Еще до заговенья убрался Никон в свой монашеский столп, затворился наглухо, делся от братии, ушел от монастырских забот. С тех пор келейное слюдяное оконце, обросшее бронею наледи, уже не пропускало света, и день перетекал в ночь неприметно, как бы время остановилось вдруг для Никона, ничем не напоминая о бренном мире. Зима сразу стала прочно, обложила патриаршью пустынь снегами, и только след, натоптанный келейным служкою от монастыря к пустыни, напоминал братии, что их отец жив.

Затемно подымается келейник Шушера витой лестницей с беременем дров, и, слыша гулкий топ и скрип настуженных ступеней, Никон отрывается от молитвы и, мысленно перечеркивая еще одну бессонную ночь, присгорбясь, молча отпахивает дверь, опушенную синим сукном. Шушера с грохотом, вроде бы нарочито шумно, сваливает вязанку мерзлых березовых поленьев на пол; на плечах монаха сухая искрящаяся кухта сугробиками, словно бы он только что вернулся из ближнего бора, где с еловых прогнувшихся лап напорошило ему снегом. От овчинного тулупчика напахивает морозом, душную келью пробивает воздухом с воли, и Никон против желания вдруг представляет убравшийся в снег русский Новый Иерусалим. Река уже окоченела, вода замирилась, окротела, и прибрежные ледяные закраины, полые изнутри, оседая, пугающе гулко стреляют; в промоинах на быстери, где кипят ключи, подымается пар, оседая на свежую порошу желтоватым куржаком; лисьи, голубые изнутри следки насквозь прошивают реку, строчками соединяя берега; у пролуби, стоя на коленях, полощут белье, монахи-мовники, руки у них багровые от ознобной воды, словно бы с кистей до запястий сползла обожженная кожа. С востока уже пробрызнуло брусничной водою по шелковым нежным зеленям, солнце еще не прободило вершины елинника, но уже просверкивает сквозь лапник, оторачивая его огненным позументом. Господи, как осязательна память, сколь впечатлительна и беспокойна она, коли безо всякой нужды вдруг вбирает все до каждой соринки, надежно помещая в свою долголетнюю кладезь.

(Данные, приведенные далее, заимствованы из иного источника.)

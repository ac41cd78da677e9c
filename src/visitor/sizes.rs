use crate::core::{Section, SectionKind};
use crate::decode::DecodeError;
use crate::visitor::Visitor;

/// Magic number and version.
const HEADER_SIZE: usize = 8;

/// Where one section sits in the module.
#[derive(Debug, PartialEq, Eq, Clone)]
pub struct SectionSize {
    pub kind: SectionKind,
    pub name: Option<String>,
    /// Offset of the first content byte.
    pub offset: usize,
    pub length: u32,
}

/// Computes the size of a module and the extent of each of its sections from section
/// boundaries alone.
#[derive(Debug, Default, Clone)]
pub struct SectionSizes {
    pub sections: Vec<SectionSize>,
    pub module_size: usize,
}

impl SectionSizes {
    pub fn new() -> Self {
        Self::default()
    }

    /// Total content bytes of every section of `kind`.
    pub fn total(&self, kind: SectionKind) -> u64 {
        self.sections
            .iter()
            .filter(|s| s.kind == kind)
            .map(|s| u64::from(s.length))
            .sum()
    }
}

impl Visitor for SectionSizes {
    fn section_start(&mut self, section: &Section) -> Result<(), DecodeError> {
        self.sections.push(SectionSize {
            kind: section.kind,
            name: section.name.clone(),
            offset: section.offset,
            length: section.length,
        });
        self.module_size = section.end();
        Ok(())
    }

    fn module_end(&mut self) -> Result<(), DecodeError> {
        self.module_size = self.module_size.max(HEADER_SIZE);
        Ok(())
    }
}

И приложил Никон молитву к молитве, бдение к бдению, пост к посту и вовсе не принимал выти, ничего не ел и не пил во всю неделю; так и лежал на рундуке на голой доске, лишь однажды подымаясь с одра, чтобы подправить елейницы под образами и возжечь новые свечи взамен истаявших. И келейнику Шушере заказал ходьбу и печь не топил, спасался от стужи бараньей шубою. Да и жарко было ему от нескончаемых молитв и слез. Но однажды в полунощи сел Никон на рундуке, обвалился спиною к настывшей печи, только чтобы размять изнывшие ребра и расправить мяса от пролежней, как внезапно впал в недолгий тонкий сон. И вдруг увидел себя в Успенской соборной церкви.

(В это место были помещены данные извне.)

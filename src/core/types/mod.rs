//! Type definitions for the MVP type grammar.
//!
//! <https://www.w3.org/TR/wasm-core-1/#types>
pub mod externkind;
pub use externkind::ExternalKind;

pub mod functype;
pub use functype::FunctionType;

pub mod globaltype;
pub use globaltype::GlobalType;

pub mod limits;
pub use limits::ResizableLimits;

pub mod tabletype;
pub use tabletype::{MemoryType, TableType};

pub mod valtype;
pub use valtype::ValueType;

...Свет был в ней необычайный, как бы само солнце опустилось с небес. И сначала Никон ослеп. А когда приобвык, то в этом золотом свете увидал по сторонам церкви усопших святителей и священников, где гробы митрополитов и патриархов, почивших в бозе. И какой-то святолепный муж, украшенный сединами, в святительских одеждах, обходит незнаемых прежде Никоном богомольников, подает им хартию с киноварницей, и все подписуются. Никон со страхом приблизился к нему и спросил: что вы подписываете? Святолепный муж ответил: о твоем пришествии на престол. И показал хартию. Никон спросил еще: а ты подпишешь? Уже подписал, – ответил незнакомец. Никон взглянул в хартию и прочел: смиренный Иона, Божьей милостию митрополит. Никон направился к своему месту, как увидел на нем чудотворца Петра и устрашился. Но тот сказал Никону: не ужасайся, брате, такова воля Божия; взыди на стол свой и паси словесные Христовы овцы. И вдруг сделался невидим. И Никон, насмелев, утвердившись в правоте своей, взошел на патриаршье место и простер руку с крестом. И тут очнулся...

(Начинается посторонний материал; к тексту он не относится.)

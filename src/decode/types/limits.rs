use crate::core::types::ResizableLimits;
use crate::decode::error::DecodeError;
use crate::decode::reader::Reader;

impl ResizableLimits {
    /// A has-maximum flag, the initial size, and the maximum when flagged.
    ///
    /// <https://www.w3.org/TR/wasm-core-1/#binary-limits>
    pub fn decode(reader: &mut Reader<'_>) -> Result<Self, DecodeError> {
        let has_max = reader.read_flag("has-maximum")?;
        let initial = reader.read_var_u32()?;
        let maximum = if has_max {
            Some(reader.read_var_u32()?)
        } else {
            None
        };

        Ok(ResizableLimits { initial, maximum })
    }
}
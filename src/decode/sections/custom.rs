use crate::core::Section;
use crate::decode::error::DecodeError;
use crate::decode::reader::Reader;
use crate::visitor::Visitor;
use log::warn;

/// Hands the rest of a custom section (its name already read) to the visitor and skips it.
///
/// <https://www.w3.org/TR/wasm-core-1/#custom-section%E2%91%A0>
pub(crate) fn decode_custom_section<V: Visitor + ?Sized>(
    reader: &mut Reader<'_>,
    section: &Section,
    visitor: &mut V,
) -> Result<(), DecodeError> {
    let payload = reader.remaining_bytes();
    visitor.custom_section(section, payload)?;

    warn!(
        "skipping custom section {:?} ({} bytes at {:#x})",
        section.name.as_deref().unwrap_or_default(),
        payload.len(),
        reader.offset()
    );
    reader.skip(payload.len())
}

«Слава Тебе, Господи. Искусил еси сердце мое, посетил еси нощию, и не обретеся во мне неправда, – взмолился Никон, очнувшись. – Подал ты мне вестку, образумил...»

И когда семнадцатого декабря часов за пять до света Иоанн Шушера навестил патриарха, Никон торопливо отомкнул чернцу дверь и велел с порога: «Братец! Ступай! Налаживай поезд, не мешкая. Нынче пойдем на Москву!»

4

Во втором часу ночи тронулись в путь на десяти санях. Голубоватый месяц почти лежал на спине, протыкивая крутыми рогами серебристое небесное облачко, и предвещал мороз. Никон вошел в избушку. Шушера укутал ноги патриарха медвежьей полстью, верховые служивые окружили обоз, освещая фонарями путь. Звякнули бубенцы, и поезд тронулся на Москву. Лошади бежали ровной рысью, покачивая кибитку, словно зыбку на очепе, протяжно скрипели полозья, заливисто булькали колокольцы; спина Шушеры в объемном армяке, подбитом ватою, широкая, словно печь, заслоняла для Никона обзор, но и оберегала от студеного ветра. Редкая звезда вдруг упадывала с неба и ярко укалывала патриаршью зеницу. По молочным снегам, будто неотвязные волки, безмолвно скользили темно-синие тени. Меркло, смиренно, блаженно. Никон призакрыл глаза, отрешенно отплыл в тепло меховой одеяльницы. Чвакали копыта, разбрызгивая комья снега, хлопали в передний щит саней: «До-мой, до-мой». Полозья заливисто вторили им: «Господи, помилуй, Гос-по-ди, поми-луй...»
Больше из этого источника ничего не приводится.